I'm still coloring that Elfworld story, but I'm finally working on the last page, which is also the first page. You may remember that the first page is set in a bazaar. There's quite a crowd there.
This makes the job of coloring the thing very complicated. I wish I could say that I'd picked up enough facility with Photoshop to make this sort of thing quick and easy; alas, it looks like this page is going to take me about an hour per panel.
Why, a marketplace like this is enough to give a person agoraphobia! (Sorry. I'm sure Mike would have said it if I hadn't.)
I'll post more of the Matteu story tomorrow, by which time I should actually be finished with these postcards.
Nice! When I see that panel, my heart with pleasure fills...

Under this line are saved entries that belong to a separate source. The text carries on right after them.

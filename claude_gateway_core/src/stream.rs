//! Per-invocation output pump.
//!
//! One task per invocation reads the agent's stdout, sniffs the session id the
//! agent announces in its `system` message, and forwards every line unchanged
//! to the consumer's [`OutputStream`]. However the output ends (EOF, read
//! failure, cancellation, or the consumer dropping the stream) the task reaps
//! the process and removes the registry entry exactly once before emitting the
//! terminal event.

use crate::error::GatewayError;
use crate::lifecycle::Lifecycle;
use crate::registry::ProcessRegistry;
use crate::runner::{AgentLines, AgentProcess};
use futures::{Stream, StreamExt};
use serde::Deserialize;
use std::{
    pin::Pin,
    process::ExitStatus,
    task::{Context, Poll},
    time::Duration,
};
use tokio::sync::mpsc;
use tokio_stream::wrappers::ReceiverStream;
use tokio_util::sync::CancellationToken;
use tracing::{debug, error, info, warn};

/// Characters of each output line echoed at debug level.
const LINE_LOG_CHARS: usize = 200;

/// One item of an invocation's output.
#[derive(Debug, Clone, PartialEq, Eq)]
pub enum OutputEvent {
    /// A raw stdout line, forwarded verbatim.
    Line(String),
    /// The agent exited on its own after all output was delivered.
    Done { id: String },
    /// Reading output failed; the invocation was torn down.
    Error { message: String },
    /// The invocation was cancelled by id.
    Cancelled { id: String },
}

impl OutputEvent {
    pub fn is_terminal(&self) -> bool {
        !matches!(self, OutputEvent::Line(_))
    }
}

/// Consumer side of an invocation's output.
///
/// Dropping it before the end counts as abandoning the invocation: the agent
/// is terminated and its registry entry released.
pub struct OutputStream {
    inner: ReceiverStream<OutputEvent>,
}

impl OutputStream {
    fn new(rx: mpsc::Receiver<OutputEvent>) -> Self {
        Self {
            inner: ReceiverStream::new(rx),
        }
    }
}

impl Stream for OutputStream {
    type Item = OutputEvent;

    fn poll_next(mut self: Pin<&mut Self>, cx: &mut Context<'_>) -> Poll<Option<OutputEvent>> {
        Pin::new(&mut self.inner).poll_next(cx)
    }
}

/// Two-stage filter for the agent's `{"type":"system", "session_id": …}` line.
///
/// The substring check keeps JSON parsing off the hot path; any parse problem
/// simply means "not found".
#[derive(Debug, Default)]
pub struct SessionIdSniffer {
    found: bool,
}

#[derive(Deserialize)]
struct SystemMessage {
    #[serde(rename = "type")]
    kind: String,
    #[serde(default)]
    session_id: Option<String>,
}

impl SessionIdSniffer {
    pub fn inspect(&mut self, line: &str) -> Option<String> {
        if self.found || !line.contains(r#""type":"system""#) || !line.contains(r#""session_id""#)
        {
            return None;
        }
        let message: SystemMessage = serde_json::from_str(line).ok()?;
        if message.kind != "system" {
            return None;
        }
        let session_id = message.session_id.filter(|s| !s.is_empty())?;
        self.found = true;
        Some(session_id)
    }
}

enum Ending {
    Eof,
    Cancelled,
    Abandoned,
    Failed(GatewayError),
}

/// Removes the registry entry if the pump task unwinds before doing it itself.
struct CleanupGuard {
    registry: ProcessRegistry,
    lifecycle: Lifecycle,
    id: String,
}

impl CleanupGuard {
    fn run(&self) {
        self.lifecycle.mark_terminated();
        self.registry.remove(&self.id);
    }
}

impl Drop for CleanupGuard {
    fn drop(&mut self) {
        self.run();
    }
}

/// Everything the pump needs besides the process itself.
pub struct StreamAdapter {
    pub id: String,
    pub registry: ProcessRegistry,
    pub lifecycle: Lifecycle,
    pub cancel_token: CancellationToken,
    pub grace_period: Duration,
}

impl StreamAdapter {
    /// Start pumping `lines` in a background task and return the consumer side.
    pub fn spawn(self, process: AgentProcess, lines: AgentLines, capacity: usize) -> OutputStream {
        let (tx, rx) = mpsc::channel(capacity.max(1));
        tokio::spawn(self.pump(process, lines, tx));
        OutputStream::new(rx)
    }

    async fn pump(
        self,
        mut process: AgentProcess,
        mut lines: AgentLines,
        tx: mpsc::Sender<OutputEvent>,
    ) {
        let guard = CleanupGuard {
            registry: self.registry.clone(),
            lifecycle: self.lifecycle.clone(),
            id: self.id.clone(),
        };
        let mut sniffer = SessionIdSniffer::default();

        let ending = loop {
            let next = tokio::select! {
                biased;
                _ = self.cancel_token.cancelled() => break Ending::Cancelled,
                _ = tx.closed() => break Ending::Abandoned,
                next = lines.next() => next,
            };

            match next {
                Some(Ok(line)) => {
                    if line.len() > LINE_LOG_CHARS {
                        let head: String = line.chars().take(LINE_LOG_CHARS).collect();
                        debug!(process_id = %self.id, "Agent output: {}...", head);
                    } else {
                        debug!(process_id = %self.id, "Agent output: {}", line);
                    }

                    if let Some(session_id) = sniffer.inspect(&line)
                        && self.registry.update_session_id(&self.id, &session_id)
                    {
                        info!(process_id = %self.id, session_id = %session_id, "Agent session id discovered");
                    }

                    let sent = tokio::select! {
                        biased;
                        _ = self.cancel_token.cancelled() => break Ending::Cancelled,
                        sent = tx.send(OutputEvent::Line(line)) => sent,
                    };
                    if sent.is_err() {
                        break Ending::Abandoned;
                    }
                }
                Some(Err(e)) => break Ending::Failed(e.into_output_read()),
                None => break Ending::Eof,
            }
        };

        let terminal = match ending {
            Ending::Eof => {
                let _ = self.lifecycle.mark_completing();
                let exited = tokio::select! {
                    biased;
                    _ = self.cancel_token.cancelled() => None,
                    status = process.wait() => Some(status),
                };
                match exited {
                    Some(status) => {
                        let status = status
                            .inspect_err(|e| warn!(process_id = %self.id, "Failed to wait for agent: {}", e))
                            .ok();
                        process.finish(status).await;
                        Some(OutputEvent::Done {
                            id: self.id.clone(),
                        })
                    }
                    None => {
                        self.shut_down(process, "cancelled after output ended").await;
                        Some(OutputEvent::Cancelled {
                            id: self.id.clone(),
                        })
                    }
                }
            }
            Ending::Cancelled => {
                self.shut_down(process, "cancelled").await;
                Some(OutputEvent::Cancelled {
                    id: self.id.clone(),
                })
            }
            Ending::Abandoned => {
                self.shut_down(process, "consumer went away").await;
                None
            }
            Ending::Failed(e) => {
                error!(process_id = %self.id, "Error reading agent output: {}", e);
                self.shut_down(process, "output read failed").await;
                Some(OutputEvent::Error {
                    message: e.to_string(),
                })
            }
        };

        // Entry goes away before the consumer learns the outcome.
        drop(guard);

        if let Some(event) = terminal {
            let _ = tx.send(event).await;
        }
    }

    async fn shut_down(&self, mut process: AgentProcess, reason: &str) {
        let _ = self.lifecycle.mark_cancelling();
        warn!(process_id = %self.id, pid = process.pid(), reason, "Terminating agent subprocess");
        let status: Option<ExitStatus> = match process.terminate(self.grace_period).await {
            Ok(status) => Some(status),
            Err(e) => {
                error!(process_id = %self.id, "Failed to terminate agent: {}", e);
                None
            }
        };
        process.finish(status).await;
    }
}

#[cfg(test)]
mod tests {
    use super::*;

    #[test]
    fn test_sniffer_extracts_session_id_once() {
        let mut sniffer = SessionIdSniffer::default();
        let line = r#"{"type":"system","subtype":"init","session_id":"abc123"}"#;
        assert_eq!(sniffer.inspect(line).as_deref(), Some("abc123"));
        assert_eq!(sniffer.inspect(line), None);
    }

    #[test]
    fn test_sniffer_ignores_other_messages() {
        let mut sniffer = SessionIdSniffer::default();
        assert_eq!(
            sniffer.inspect(r#"{"type":"assistant","session_id":"abc"}"#),
            None
        );
        assert_eq!(sniffer.inspect(r#"{"type":"system"}"#), None);
        // A later valid line is still picked up.
        assert_eq!(
            sniffer
                .inspect(r#"{"type":"system","session_id":"s-2"}"#)
                .as_deref(),
            Some("s-2")
        );
    }

    #[test]
    fn test_sniffer_swallows_malformed_json() {
        let mut sniffer = SessionIdSniffer::default();
        assert_eq!(sniffer.inspect(r#"{"type":"system","session_id": oops"#), None);
        assert_eq!(sniffer.inspect(r#"{"type":"system","session_id":""}"#), None);
        assert_eq!(sniffer.inspect(r#"{"type":"system","session_id":null}"#), None);
        // Text mentioning the markers but nested inside another message type.
        assert_eq!(
            sniffer.inspect(r#"{"type":"user","text":"{\"type\":\"system\",\"session_id\":\"x\"}"}"#),
            None
        );
    }

    #[test]
    fn test_terminal_events() {
        assert!(!OutputEvent::Line("x".into()).is_terminal());
        assert!(OutputEvent::Done { id: "a".into() }.is_terminal());
        assert!(OutputEvent::Cancelled { id: "a".into() }.is_terminal());
        assert!(
            OutputEvent::Error {
                message: "boom".into()
            }
            .is_terminal()
        );
    }
}
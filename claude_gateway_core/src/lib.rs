//! # Claude Gateway Core
//!
//! Process supervision for the `claude` CLI agent: each invocation becomes one
//! child process whose stream-json stdout is handed back line by line.
//!
//! *   **[`command`]**: turns an [`InvocationRequest`] into the agent's argument vector.
//! *   **[`runner`]**: spawns the process, and terminates it with SIGTERM then SIGKILL.
//! *   **[`registry`]**: the table of in-flight invocations, keyed by a UUID.
//! *   **[`stream`]**: pumps output to the consumer and cleans up however it ends.
//!
//! ## Example
//!
//! ```rust,no_run
//! use claude_gateway_core::{Gateway, GatewayConfig, InvocationRequest, OutputEvent};
//! use futures::StreamExt;
//!
//! # async fn run() -> claude_gateway_core::Result<()> {
//! let gateway = Gateway::new(GatewayConfig::new("/usr/local/bin/claude"));
//! let request = InvocationRequest::new("Summarise README.md", "/srv/project");
//!
//! let (id, mut output) = gateway.start_invocation(&request).await?;
//! while let Some(event) = output.next().await {
//!     match event {
//!         OutputEvent::Line(line) => println!("{line}"),
//!         other => println!("{id} ended: {other:?}"),
//!     }
//! }
//! # Ok(())
//! # }
//! ```

pub mod codec;
pub mod command;
pub mod error;
pub mod gateway;
pub mod lifecycle;
pub mod registry;
pub mod request;
pub mod runner;
pub mod stream;

pub use error::{GatewayError, Result};
pub use gateway::{Gateway, GatewayConfig};
pub use lifecycle::InvocationState;
pub use registry::{InvocationInfo, ProcessRegistry};
pub use request::{DebugMode, InvocationRequest};
pub use stream::{OutputEvent, OutputStream};
//! Translation of an [`InvocationRequest`] into the agent's argument vector.
//!
//! The mapping is pure: no filesystem or network access. The three mandatory
//! flags always lead and `-p <prompt>` always trails, because the agent's
//! argument parser lets list-valued options swallow every following token.

use crate::request::{DebugMode, InvocationRequest};
use serde_json::{Map, Value};

pub const SKIP_PERMISSIONS_FLAG: &str = "--dangerously-skip-permissions";
pub const VERBOSE_FLAG: &str = "--verbose";
pub const OUTPUT_FORMAT_FLAG: &str = "--output-format";
pub const STREAM_JSON: &str = "stream-json";
pub const PROMPT_FLAG: &str = "-p";

/// Arguments that precede every optional flag.
pub fn mandatory_args() -> [&'static str; 4] {
    [
        SKIP_PERMISSIONS_FLAG,
        VERBOSE_FLAG,
        OUTPUT_FORMAT_FLAG,
        STREAM_JSON,
    ]
}

/// Build the argument vector (without the program path) for `request`.
pub fn build_args(request: &InvocationRequest) -> Vec<String> {
    let mut args: Vec<String> = mandatory_args().iter().map(|s| s.to_string()).collect();

    push_value(&mut args, "--model", request.model.as_deref());
    push_value(&mut args, "--resume", request.session_id.as_deref());
    push_switch(&mut args, "--fork-session", request.fork_session);
    push_value(&mut args, "--fallback-model", request.fallback_model.as_deref());

    push_value(&mut args, "--system-prompt", request.system_prompt.as_deref());
    push_value(
        &mut args,
        "--append-system-prompt",
        request.append_system_prompt.as_deref(),
    );

    // An explicit empty enable-list is meaningful: it turns every tool off.
    if let Some(tools) = &request.tools {
        args.push("--tools".to_string());
        args.push(tools.join(","));
    }
    push_list(&mut args, "--allowed-tools", request.allowed_tools.as_deref());
    push_list(
        &mut args,
        "--disallowed-tools",
        request.disallowed_tools.as_deref(),
    );

    push_value(&mut args, "--permission-mode", request.permission_mode.as_deref());

    push_list(&mut args, "--mcp-config", request.mcp_config.as_deref());
    push_switch(&mut args, "--strict-mcp-config", request.strict_mcp_config);

    push_value(&mut args, "--settings", request.settings.as_deref());
    push_list(&mut args, "--add-dir", request.add_dir.as_deref());

    match &request.debug {
        DebugMode::Off => {}
        DebugMode::On => args.push("--debug".to_string()),
        DebugMode::Category(category) => {
            args.push("--debug".to_string());
            args.push(category.clone());
        }
    }

    push_json(&mut args, "--json-schema", request.json_schema.as_ref());
    push_json(&mut args, "--agents", request.agents.as_ref());
    push_list(&mut args, "--plugin-dir", request.plugin_dir.as_deref());

    args.push(PROMPT_FLAG.to_string());
    args.push(request.prompt.clone());
    args
}

/// Render `args` for logging with the prompt text replaced by its length.
pub fn redacted(args: &[String]) -> String {
    let mut shown: Vec<String> = args.to_vec();
    if let [.., flag, prompt] = shown.as_mut_slice()
        && flag.as_str() == PROMPT_FLAG
    {
        *prompt = format!("<prompt: {} chars>", prompt.chars().count());
    }
    shown.join(" ")
}

fn push_value(args: &mut Vec<String>, flag: &str, value: Option<&str>) {
    if let Some(value) = value.filter(|v| !v.is_empty()) {
        args.push(flag.to_string());
        args.push(value.to_string());
    }
}

fn push_switch(args: &mut Vec<String>, flag: &str, enabled: Option<bool>) {
    if enabled == Some(true) {
        args.push(flag.to_string());
    }
}

fn push_list(args: &mut Vec<String>, flag: &str, values: Option<&[String]>) {
    if let Some(values) = values.filter(|v| !v.is_empty()) {
        args.push(flag.to_string());
        args.extend(values.iter().cloned());
    }
}

fn push_json(args: &mut Vec<String>, flag: &str, value: Option<&Map<String, Value>>) {
    if let Some(value) = value.filter(|v| !v.is_empty()) {
        args.push(flag.to_string());
        args.push(Value::Object(value.clone()).to_string());
    }
}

ReplyDelete...mostly because the color makes it easier to spot fun details, like the crazy orange hat worn by the man who's got the little imp on a lead (poor imp!). In the black and white version, my eye tends to just read the whole mass of detail as "crowd" and move along; here, I want to see what everybody looks like. For instance, those two cloaked figures the background on the left: apparently they're members of the same order or something, as they're robed in the same colors and both wearing hoods. That sort of suggestion isn't as available in the black and white.
Also, I like the way you've colored the shield on the Dude with the Chin beside the dwarf. Makes him look kind of like medieval Captain America.
Believe it or not -- and I suppose you would believe it, since you and I have worked together so much -- I had pretty much all of that in mind when I did the coloring: "medieval Captain America" did cross my mind when coloring that escutcheon; I colored the cloaked figures in the background (almost) the same so that the one facing us could seem to be recognizing the one whose face we can't see.
ReplyDeleteIt doesn't count as "overthinking" if the reader sees it, too, right?